Exercise goal:
Give back, word for word, the lines in the listing below from the one holding "let px = sample_bilinear(src, sx, sy);" down to the one holding "let y1 = (y0 + 1).min(img.height() - 1);", both ends included.

+===+

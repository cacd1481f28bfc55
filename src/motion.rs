//! Ken Burns motion: a linear zoom over a still image, center-cropped to the canvas.

use image::RgbImage;
use rand::RngCore;
use rayon::prelude::*;

use crate::foundation::core::Canvas;
use crate::foundation::error::{ReelError, ReelResult};

#[derive(Clone, Copy, Debug, PartialEq, Eq, serde::Serialize, serde::Deserialize)]
#[serde(rename_all = "snake_case")]
pub enum MotionEffect {
    ZoomIn,
    ZoomOut,
}

impl MotionEffect {
    /// Uniform choice between zoom in and zoom out.
    pub fn choose(rng: &mut dyn RngCore) -> Self {
        use rand::Rng as _;
        if rng.gen_bool(0.5) {
            Self::ZoomIn
        } else {
            Self::ZoomOut
        }
    }

    pub fn as_str(self) -> &'static str {
        match self {
            Self::ZoomIn => "zoom_in",
            Self::ZoomOut => "zoom_out",
        }
    }
}

/// Zoom range for both effects. `min` must be >= 1.0 so the crop never leaves the image.
#[derive(Clone, Copy, Debug, PartialEq, serde::Serialize, serde::Deserialize)]
pub struct ZoomRange {
    pub min: f64,
    pub max: f64,
}

impl Default for ZoomRange {
    fn default() -> Self {
        Self {
            min: 1.00,
            max: 1.07,
        }
    }
}

impl ZoomRange {
    pub fn validate(self) -> ReelResult<()> {
        if !(self.min >= 1.0 && self.max >= self.min && self.max.is_finite()) {
            return Err(ReelError::validation(format!(
                "zoom range must satisfy 1.0 <= min <= max (got {}..{})",
                self.min, self.max
            )));
        }
        Ok(())
    }

    fn endpoints(self, effect: MotionEffect) -> (f64, f64) {
        match effect {
            MotionEffect::ZoomIn => (self.min, self.max),
            MotionEffect::ZoomOut => (self.max, self.min),
        }
    }
}

/// One scene's still image animated over a fixed duration.
#[derive(Clone, Debug)]
pub struct KenBurnsClip<'a> {
    image: &'a RgbImage,
    effect: MotionEffect,
    duration_secs: f64,
    zoom: ZoomRange,
}

impl<'a> KenBurnsClip<'a> {
    /// `image` must already be normalized to the output canvas size.
    pub fn new(
        image: &'a RgbImage,
        effect: MotionEffect,
        duration_secs: f64,
        zoom: ZoomRange,
    ) -> ReelResult<Self> {
        zoom.validate()?;
        if image.width() == 0 || image.height() == 0 {
            return Err(ReelError::image("cannot animate an empty image"));
        }
        Ok(Self {
            image,
            effect,
            duration_secs,
            zoom,
        })
    }

    pub fn duration_secs(&self) -> f64 {
        self.duration_secs
    }

    pub fn effect(&self) -> MotionEffect {
        self.effect
    }

    /// Zoom factor at local time `t`, clamped to the clip.
    pub fn scale_at(&self, t: f64) -> f64 {
        let (start, end) = self.zoom.endpoints(self.effect);
        let progress = if self.duration_secs > 0.0 {
            (t / self.duration_secs).clamp(0.0, 1.0)
        } else {
            0.0
        };
        start + (end - start) * progress
    }

    /// Render the frame at local time `t` as tightly packed RGB8, `canvas` sized.
    pub fn render_rgb(&self, t: f64, canvas: Canvas, out: &mut [u8]) -> ReelResult<()> {
        let (w, h) = (canvas.width as usize, canvas.height as usize);
        if out.len() != w * h * 3 {
            return Err(ReelError::validation(
                "frame buffer size mismatch with width*height*3",
            ));
        }
        if self.image.width() != canvas.width || self.image.height() != canvas.height {
            return Err(ReelError::image(format!(
                "scene image is {}x{}, expected normalized {}x{}",
                self.image.width(),
                self.image.height(),
                canvas.width,
                canvas.height
            )));
        }

        let scale = self.scale_at(t);
        let src = self.image;
        let cx = w as f64 / 2.0;
        let cy = h as f64 / 2.0;

        // Scaling by `scale` about the center and cropping back to the canvas maps each output
        // pixel center to a source point `1/scale` closer to the center.
        out.par_chunks_mut(w * 3).enumerate().for_each(|(y, row)| {
            let sy = (y as f64 + 0.5 - cy) / scale + cy - 0.5;
            for x in 0..w {
                let sx = (x as f64 + 0.5 - cx) / scale + cx - 0.5;
                let px = sample_bilinear(src, sx, sy);
                row[x * 3..x * 3 + 3].copy_from_slice(&px);
            }
        });
        Ok(())
    }
}

fn sample_bilinear(img: &RgbImage, x: f64, y: f64) -> [u8; 3] {
    let max_x = (img.width() - 1) as f64;
    let max_y = (img.height() - 1) as f64;
    let x = x.clamp(0.0, max_x);
    let y = y.clamp(0.0, max_y);

    let x0 = x.floor() as u32;
    let y0 = y.floor() as u32;
    let x1 = (x0 + 1).min(img.width() - 1);
    let y1 = (y0 + 1).min(img.height() - 1);
    let fx = x - f64::from(x0);
    let fy = y - f64::from(y0);

    let p00 = img.get_pixel(x0, y0).0;
    let p10 = img.get_pixel(x1, y0).0;
    let p01 = img.get_pixel(x0, y1).0;
    let p11 = img.get_pixel(x1, y1).0;

    let mut out = [0u8; 3];
    for c in 0..3 {
        let top = f64::from(p00[c]) + (f64::from(p10[c]) - f64::from(p00[c])) * fx;
        let bottom = f64::from(p01[c]) + (f64::from(p11[c]) - f64::from(p01[c])) * fx;
        out[c] = (top + (bottom - top) * fy).round().clamp(0.0, 255.0) as u8;
    }
    out
}
//! Audio: PCM buffers and codecs, music bed selection, and the narration/music mix.

pub mod mix;
pub mod music;
pub mod pcm;
use std::io::Read;
use std::path::{Path, PathBuf};
use std::process::{Child, ChildStdin, Command, Stdio};

use tracing::{debug, warn};

use crate::encode::sink::{FrameSink, SinkConfig, VideoTarget};
use crate::foundation::core::{Fps, FrameIndex};
use crate::foundation::error::{ReelError, ReelResult};

/// Options for [`FfmpegSink`] MP4 output.
#[derive(Clone, Debug)]
pub struct FfmpegSinkOpts {
    pub out_path: PathBuf,
    /// Overwrite the output file if it already exists.
    pub overwrite: bool,
    pub video_codec: String,
    pub audio_codec: String,
}

impl FfmpegSinkOpts {
    /// H.264 video and AAC audio into `out_path`.
    pub fn new(out_path: impl Into<PathBuf>) -> Self {
        Self {
            out_path: out_path.into(),
            overwrite: true,
            video_codec: "libx264".to_string(),
            audio_codec: "aac".to_string(),
        }
    }
}

/// Spawns the system `ffmpeg` and streams raw RGB frames to its stdin.
///
/// A failed or aborted encode removes whatever ffmpeg managed to write.
pub struct FfmpegSink {
    opts: FfmpegSinkOpts,

    child: Option<Child>,
    stdin: Option<ChildStdin>,
    stderr_drain: Option<std::thread::JoinHandle<std::io::Result<Vec<u8>>>>,

    cfg: Option<SinkConfig>,
    last_idx: Option<FrameIndex>,
}

impl FfmpegSink {
    pub fn new(opts: FfmpegSinkOpts) -> Self {
        Self {
            opts,
            child: None,
            stdin: None,
            stderr_drain: None,
            cfg: None,
            last_idx: None,
        }
    }

    pub fn out_path(&self) -> &Path {
        &self.opts.out_path
    }

    fn discard_output(&self) {
        if self.opts.out_path.exists()
            && let Err(e) = std::fs::remove_file(&self.opts.out_path)
        {
            warn!(path = %self.opts.out_path.display(), error = %e, "failed to remove partial video");
        }
    }
}

impl FrameSink for FfmpegSink {
    fn begin(&mut self, cfg: SinkConfig) -> ReelResult<()> {
        if cfg.fps.num == 0 || cfg.fps.den == 0 {
            return Err(ReelError::validation("fps must be non-zero"));
        }
        if cfg.width == 0 || cfg.height == 0 {
            return Err(ReelError::validation(
                "ffmpeg sink width/height must be non-zero",
            ));
        }
        if !cfg.width.is_multiple_of(2) || !cfg.height.is_multiple_of(2) {
            return Err(ReelError::validation(
                "ffmpeg sink width/height must be even (required for yuv420p mp4 output)",
            ));
        }

        ensure_parent_dir(&self.opts.out_path)?;
        if !self.opts.overwrite && self.opts.out_path.exists() {
            return Err(ReelError::validation(format!(
                "output file '{}' already exists",
                self.opts.out_path.display()
            )));
        }

        if !is_ffmpeg_on_path() {
            return Err(ReelError::encode(
                "ffmpeg is required for MP4 encoding, but was not found on PATH",
            ));
        }

        let mut cmd = Command::new("ffmpeg");
        cmd.stdin(Stdio::piped())
            .stdout(Stdio::null())
            .stderr(Stdio::piped());
        cmd.arg(if self.opts.overwrite { "-y" } else { "-n" });

        cmd.args([
            "-loglevel",
            "error",
            "-f",
            "rawvideo",
            "-pix_fmt",
            "rgb24",
            "-s",
            &format!("{}x{}", cfg.width, cfg.height),
        ]);
        push_input_fps(&mut cmd, cfg.fps);
        cmd.args(["-i", "pipe:0"]);

        if let Some(audio) = cfg.audio.as_ref() {
            if audio.sample_rate == 0 || audio.channels == 0 {
                return Err(ReelError::validation(
                    "audio sample_rate/channels must be non-zero when audio is enabled",
                ));
            }
            cmd.args([
                "-f",
                "f32le",
                "-ar",
                &audio.sample_rate.to_string(),
                "-ac",
                &audio.channels.to_string(),
                "-i",
            ])
            .arg(&audio.path)
            .args(["-map", "0:v:0", "-map", "1:a:0", "-c:a", &self.opts.audio_codec]);
        } else {
            cmd.arg("-an");
        }

        cmd.args([
            "-c:v",
            &self.opts.video_codec,
            "-pix_fmt",
            "yuv420p",
            "-movflags",
            "+faststart",
        ]);
        if let Some(secs) = cfg.duration_secs {
            cmd.args(["-t", &format!("{secs:.3}")]);
        }
        cmd.arg(&self.opts.out_path);
        debug!(out = %self.opts.out_path.display(), "spawning ffmpeg");

        let mut child = cmd.spawn().map_err(|e| {
            ReelError::encode(format!(
                "failed to spawn ffmpeg (is it installed and on PATH?): {e}"
            ))
        })?;

        let stdin = child
            .stdin
            .take()
            .ok_or_else(|| ReelError::encode("failed to open ffmpeg stdin (unexpected)"))?;
        let mut stderr = child
            .stderr
            .take()
            .ok_or_else(|| ReelError::encode("failed to open ffmpeg stderr (unexpected)"))?;
        let stderr_drain = std::thread::spawn(move || {
            let mut stderr_bytes = Vec::new();
            stderr.read_to_end(&mut stderr_bytes)?;
            Ok(stderr_bytes)
        });

        self.child = Some(child);
        self.stdin = Some(stdin);
        self.stderr_drain = Some(stderr_drain);
        self.cfg = Some(cfg);
        self.last_idx = None;
        Ok(())
    }

    fn push_frame(&mut self, idx: FrameIndex, rgb: &[u8]) -> ReelResult<()> {
        let cfg = self
            .cfg
            .as_ref()
            .ok_or_else(|| ReelError::encode("ffmpeg sink not started"))?;
        if let Some(last) = self.last_idx
            && idx <= last
        {
            return Err(ReelError::encode(
                "ffmpeg sink received out-of-order frame index",
            ));
        }
        self.last_idx = Some(idx);

        if rgb.len() != cfg.frame_len() {
            return Err(ReelError::validation(
                "frame size mismatch with width*height*3",
            ));
        }

        let Some(stdin) = self.stdin.as_mut() else {
            return Err(ReelError::encode("ffmpeg sink is already finalized"));
        };

        use std::io::Write as _;
        stdin.write_all(rgb).map_err(|e| {
            ReelError::encode(format!("failed to write frame to ffmpeg stdin: {e}"))
        })?;
        Ok(())
    }

    fn end(&mut self) -> ReelResult<()> {
        drop(self.stdin.take());
        let mut child = self
            .child
            .take()
            .ok_or_else(|| ReelError::encode("ffmpeg sink not started"))?;

        let status = child.wait().map_err(|e| {
            ReelError::encode(format!("failed to wait for ffmpeg to finish: {e}"))
        })?;
        let stderr_bytes = match self.stderr_drain.take() {
            Some(handle) => handle
                .join()
                .map_err(|_| ReelError::encode("ffmpeg stderr drain thread panicked"))?
                .map_err(|e| ReelError::encode(format!("ffmpeg stderr read failed: {e}")))?,
            None => Vec::new(),
        };
        self.cfg = None;

        if !status.success() {
            self.discard_output();
            let stderr = String::from_utf8_lossy(&stderr_bytes);
            return Err(ReelError::encode(format!(
                "ffmpeg exited with status {}: {}",
                status,
                stderr.trim()
            )));
        }
        Ok(())
    }

    fn abort(&mut self) {
        drop(self.stdin.take());
        if let Some(mut child) = self.child.take() {
            let _ = child.kill();
            let _ = child.wait();
        }
        if let Some(handle) = self.stderr_drain.take() {
            let _ = handle.join();
        }
        self.cfg = None;
        self.discard_output();
    }
}

/// Opens an [`FfmpegSink`] with default options per output path.
#[derive(Default)]
pub struct FfmpegTarget {
    sink: Option<FfmpegSink>,
}

impl VideoTarget for FfmpegTarget {
    fn open(&mut self, out_path: &Path) -> ReelResult<&mut dyn FrameSink> {
        Ok(self.sink.insert(FfmpegSink::new(FfmpegSinkOpts::new(out_path))))
    }
}

fn push_input_fps(cmd: &mut Command, fps: Fps) {
    // For rawvideo input `-r` goes before `-i`.
    cmd.args(["-r", &format!("{}/{}", fps.num, fps.den)]);
}

/// Ensure the parent directory of `path` exists.
pub fn ensure_parent_dir(path: &Path) -> ReelResult<()> {
    if let Some(parent) = path.parent() {
        use anyhow::Context as _;
        std::fs::create_dir_all(parent)
            .with_context(|| format!("failed to create output directory '{}'", parent.display()))?;
    }
    Ok(())
}

/// Return `true` when `ffmpeg` can be invoked from `PATH`.
pub fn is_ffmpeg_on_path() -> bool {
    Command::new("ffmpeg")
        .arg("-version")
        .stdout(Stdio::null())
        .stderr(Stdio::null())
        .status()
        .map(|s| s.success())
        .unwrap_or(false)
}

+===+

Answer area:
                let px = sample_bilinear(src, sx, sy);
                row[x * 3..x * 3 + 3].copy_from_slice(&px);
            }
        });
        Ok(())
    }
}

fn sample_bilinear(img: &RgbImage, x: f64, y: f64) -> [u8; 3] {
    let max_x = (img.width() - 1) as f64;
    let max_y = (img.height() - 1) as f64;
    let x = x.clamp(0.0, max_x);
    let y = y.clamp(0.0, max_y);

    let x0 = x.floor() as u32;
    let y0 = y.floor() as u32;
    let x1 = (x0 + 1).min(img.width() - 1);
    let y1 = (y0 + 1).min(img.height() - 1);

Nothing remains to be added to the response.